Vorsteuerabzug bei elektronischen Rechnungen

Kurz und knapp:
Nein, elektronische Rechnungen sind keine Sonderfälle mehr.

Mussten sie einst mit einer elektronischen Signatur versehen sein, so ist das heute nicht mehr der Fall. Ein neues Gesetz hat die Vereinfachung dieser Regelung auf den Markt gebracht.

Doch wie wird nun die Sache mit dem Vorsteuerabzug gehandhabt?
In dem Punkt herrschten bis vor Kurzem noch große Unsicherheiten.

Seit einem (zehnseitigen!) Schreiben des Bundesfinanzministeriums ist nun klar, dass auch bei elektronischen Rechnungen ohne Signatur vom Vorsteuerabzug Gebrauch gemacht werden kann.

Der Vorsteuerabzug ist immer dann möglich, wenn die Rechnung ordnungsgemäß geprüft wurde. Nun, nachdem dank des im Juli 2012 erschienen Schreibens des Bundesfinanzministeriums allen klar ist, was ein „Prüfpfad“ ist, kann jeder vom Vorsteuerabzug Gebrauch machen.
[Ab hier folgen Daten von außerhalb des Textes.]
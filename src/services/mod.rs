pub mod swarm_state_store;
pub mod swarm_terminator;

pub use swarm_state_store::SwarmStateStore;
pub use swarm_terminator::SwarmTerminator;
//! Port trait definitions (Hexagonal Architecture)
//!
//! This module defines async trait interfaces that the surrounding system
//! must implement for the coordinator to run:
//! - `RecordStore`: conditional-write persistence for the shared state blob
//! - `ResultsIndex`: read access to per-model evaluation results
//! - `WorkCanceller`: best-effort cancellation of in-flight evaluations
//!
//! These traits define the contracts that keep the domain independent of
//! specific infrastructure implementations.

pub mod errors;
pub mod record_store;
pub mod results_index;
pub mod work_canceller;

pub use errors::StoreError;
pub use record_store::RecordStore;
pub use results_index::{ParticleInfo, ResultsIndex};
pub use work_canceller::{NullWorkCanceller, WorkCanceller};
Tatsache ist nämlich, dass die Berechtigung zum Vorsteuerabzug immer dann besteht, wenn die Rechnung geprüft wurde, was schon mit einem Abgleich der Daten aus Angebot und Bestellung sowie der Rechnung geschehen kann.

Der Selbstständige muss lediglich gegenüber dem Finanzamt darlegen können, wie er die Rechnung auf deren Richtigkeit hin überprüft hat.

Aufbewahrungspflichten

Für elektronische Rechnungen gelten allerdings strenge Aufbewahrungspflichten.
Auch wenn sie vielleicht bald nur noch sechs Jahre aufzubewahren sind, momentan sind es noch zehn Jahre, die der Selbstständige die Rechnungen aufgehoben werden müssen.

Und sie dürfen auch nicht einfach nur ausgedruckt und abgeheftet werden, sie müssen als Datei auf einem nur einmal zu beschreibenden Datenträger gespeichert werden.

Wobei nicht sicher ist, wie gewährleistet werden kann, dass die Datei nicht vor dem Brennen der CD manipuliert wurde…

Aber davon sei nicht ausgegangen.
Wer seiner Pflicht zur ordnungsgemäßen Aufbewahrung nicht nachkommt, muss mit einem Bußgeld rechnen.